In the early days of this blog, I wrote about my perceived overprescription of opioid painkillers, how chronic disease fits in there, and why doctors often don’t have much choice in the matter. It turns out the CDC thinks the same.

“More than 40 Americans die each day from prescription opioid overdoses, we must act now,” said CDC Director Tom Frieden, M.D., M.P.H. “Overprescribing opioids—largely for chronic pain—is a key driver of America’s drug-overdose epidemic. The guideline will give physicians and patients the information they need to make more informed decisions about treatment.” (nationalpainreport)

So the CDC released recommendations for primary care physicians on opioids. Considering the anticipation around the issue, the actual report is kind of sobering. Try to prescribe non-opioid painkillers first. Limit the time these painkillers are given. Follow-up on your patients. No shit, Sherlock! (The big exception to these rules is cancer and end-of-life care of course).

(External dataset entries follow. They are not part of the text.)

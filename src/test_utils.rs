//! Shared test doubles for AntiIdle.
//!
//! `RecordingInjector` stands in for the platform injector and records every
//! event instead of touching the real display. `RecordingSettings` records who
//! asked for settings and how often.

#![cfg(test)]

use crate::config::{SettingsSource, SharedSettings};
use crate::error::InjectorError;
use crate::models::{ActivitySettings, SimulationKey};
use crate::platform::InputInjector;
use std::collections::HashSet;
use std::sync::atomic::{AtomicBool, AtomicUsize, Ordering};
use std::sync::Mutex;
use std::thread::{self, ThreadId};
use std::time::{Duration, Instant};

#[derive(Debug, Clone, Copy, PartialEq, Eq)]
pub enum InjectedEvent {
    Move(i32, i32),
    KeyDown(SimulationKey),
    KeyUp(SimulationKey),
    Pause(Duration),
}

#[derive(Default)]
struct PointerState {
    position: (i32, i32),
    bounds: Option<(i32, i32)>,
    events: Vec<InjectedEvent>,
}

/// Injector double. Pauses are recorded but do not sleep.
#[derive(Default)]
pub struct RecordingInjector {
    state: Mutex<PointerState>,
    fail_mouse: AtomicBool,
    fail_keyboard: AtomicBool,
    panic_on_move: AtomicBool,
    key_down_stall: Mutex<Duration>,
    key_down_entered: AtomicBool,
}

impl RecordingInjector {
    pub fn at(x: i32, y: i32) -> Self {
        let injector = Self::default();
        injector.state.lock().unwrap().position = (x, y);
        injector
    }

    /// Clamp the pointer to a `width` x `height` screen.
    pub fn with_bounds(self, width: i32, height: i32) -> Self {
        self.state.lock().unwrap().bounds = Some((width, height));
        self
    }

    pub fn fail_mouse(&self, fail: bool) {
        self.fail_mouse.store(fail, Ordering::SeqCst);
    }

    pub fn fail_keyboard(&self, fail: bool) {
        self.fail_keyboard.store(fail, Ordering::SeqCst);
    }

    pub fn panic_on_move(&self, panic: bool) {
        self.panic_on_move.store(panic, Ordering::SeqCst);
    }

    /// Make every `key_down` really block for `stall`.
    pub fn stall_key_down(&self, stall: Duration) {
        *self.key_down_stall.lock().unwrap() = stall;
    }

    pub fn key_down_entered(&self) -> bool {
        self.key_down_entered.load(Ordering::SeqCst)
    }

    pub fn position(&self) -> (i32, i32) {
        self.state.lock().unwrap().position
    }

    pub fn events(&self) -> Vec<InjectedEvent> {
        self.state.lock().unwrap().events.clone()
    }

    fn count(&self, pred: impl Fn(&InjectedEvent) -> bool) -> usize {
        self.state.lock().unwrap().events.iter().filter(|e| pred(e)).count()
    }

    pub fn moves(&self) -> usize {
        self.count(|e| matches!(e, InjectedEvent::Move(..)))
    }

    /// Completed nudge-and-return pairs.
    pub fn mouse_cycles(&self) -> usize {
        self.moves() / 2
    }

    pub fn key_downs(&self) -> usize {
        self.count(|e| matches!(e, InjectedEvent::KeyDown(_)))
    }

    pub fn keys_pressed(&self) -> Vec<SimulationKey> {
        self.state
            .lock()
            .unwrap()
            .events
            .iter()
            .filter_map(|e| {
                if let InjectedEvent::KeyDown(key) = e {
                    Some(*key)
                } else {
                    None
                }
            })
            .collect()
    }

    fn record(&self, event: InjectedEvent) {
        self.state.lock().unwrap().events.push(event);
    }
}

impl InputInjector for RecordingInjector {
    fn pointer_position(&self) -> Result<(i32, i32), InjectorError> {
        if self.fail_mouse.load(Ordering::SeqCst) {
            return Err(InjectorError::Unavailable("pointer device gone".into()));
        }
        Ok(self.position())
    }

    fn move_pointer(&self, dx: i32, dy: i32) -> Result<(), InjectorError> {
        if self.panic_on_move.load(Ordering::SeqCst) {
            panic!("injector exploded");
        }
        if self.fail_mouse.load(Ordering::SeqCst) {
            return Err(InjectorError::Unavailable("pointer device gone".into()));
        }

        let mut state = self.state.lock().unwrap();
        let (mut x, mut y) = (state.position.0 + dx, state.position.1 + dy);
        if let Some((width, height)) = state.bounds {
            x = x.clamp(0, width - 1);
            y = y.clamp(0, height - 1);
        }
        state.position = (x, y);
        state.events.push(InjectedEvent::Move(dx, dy));
        Ok(())
    }

    fn key_down(&self, key: SimulationKey) -> Result<(), InjectorError> {
        self.key_down_entered.store(true, Ordering::SeqCst);
        let stall = *self.key_down_stall.lock().unwrap();
        if !stall.is_zero() {
            thread::sleep(stall);
        }
        if self.fail_keyboard.load(Ordering::SeqCst) {
            return Err(InjectorError::UnmappedKey(key.name()));
        }
        self.record(InjectedEvent::KeyDown(key));
        Ok(())
    }

    fn key_up(&self, key: SimulationKey) -> Result<(), InjectorError> {
        if self.fail_keyboard.load(Ordering::SeqCst) {
            return Err(InjectorError::UnmappedKey(key.name()));
        }
        self.record(InjectedEvent::KeyUp(key));
        Ok(())
    }

    fn pause(&self, duration: Duration) {
        self.record(InjectedEvent::Pause(duration));
    }
}

/// Settings source that records each fetch and the fetching thread.
#[derive(Default)]
pub struct RecordingSettings {
    settings: SharedSettings,
    fetches: AtomicUsize,
    callers: Mutex<HashSet<ThreadId>>,
    panic_on_fetch: AtomicBool,
}

impl RecordingSettings {
    pub fn new(settings: ActivitySettings) -> Self {
        Self {
            settings: SharedSettings::new(settings),
            ..Self::default()
        }
    }

    pub fn update<F: FnOnce(&mut ActivitySettings)>(&self, f: F) {
        self.settings.update(f);
    }

    pub fn fetches(&self) -> usize {
        self.fetches.load(Ordering::SeqCst)
    }

    pub fn distinct_callers(&self) -> usize {
        self.callers.lock().unwrap().len()
    }

    pub fn panic_on_fetch(&self, panic: bool) {
        self.panic_on_fetch.store(panic, Ordering::SeqCst);
    }
}

impl SettingsSource for RecordingSettings {
    fn current_settings(&self) -> ActivitySettings {
        self.fetches.fetch_add(1, Ordering::SeqCst);
        self.callers.lock().unwrap().insert(thread::current().id());
        if self.panic_on_fetch.load(Ordering::SeqCst) {
            panic!("settings source exploded");
        }
        self.settings.get()
    }
}

/// Settings for fast tests: one-second interval, instant key tap.
pub fn quick_settings(mouse: bool, keyboard: bool) -> ActivitySettings {
    ActivitySettings {
        interval_seconds: 1,
        mouse_movement_enabled: mouse,
        keyboard_simulation_enabled: keyboard,
        key_press_duration_ms: 0,
        ..ActivitySettings::default()
    }
}

/// Poll `condition` every 10ms until it holds or `timeout` passes.
pub fn wait_until(timeout: Duration, condition: impl Fn() -> bool) -> bool {
    let deadline = Instant::now() + timeout;
    while Instant::now() < deadline {
        if condition() {
            return true;
        }
        thread::sleep(Duration::from_millis(10));
    }
    condition()
}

Pharmaceutical companies protested, other critics felt that in these recommendations the focus is more on the danger of addiction, and less on the patient, their needs and, oh, yeah, their opinions on the matter.

As one patient stated in a comment:

At this point in my life, I’m 54 and have had 4 lumbar surgeries, a fusion at L4/5 and 3 cervical surgeries with 2 fusiond @ C6/7. I try to workout every day to strengthen those muscles and keep as strong as I can, but without my medication, I’d be lying in a bed or be in a wheelchair because of the pain. Why should I have to suffer because of the addicts who don’t need these medications, but either get them from their parents medicine cabinets or even worse, directly from the doctor himself or herself. I lock my meds up at all times. I’m just saying that all of these restrictions are hurting people who have real, chronic pain.

So, the question does arise: are we denying people with chronic pain quality of life because of America’s ever increasing war on drugs? And will there just be a bigger illegal market for opioids? Most states don’t allow medical marijuana, and doctors are hesitant to prescribe it as long term treatment, because there is too little research. So the patient will be on their own again.

I also feel that doctors get the blame laid at their feet. Since there are few alternatives, what are they supposed to do?  When I am in a bad flare, a tylenol or aleve just won’t cut it.

Right now, these guidelines are nothing more: guidelines, recommendations, that at first seem to be common sense.  How this will play out, we shall see.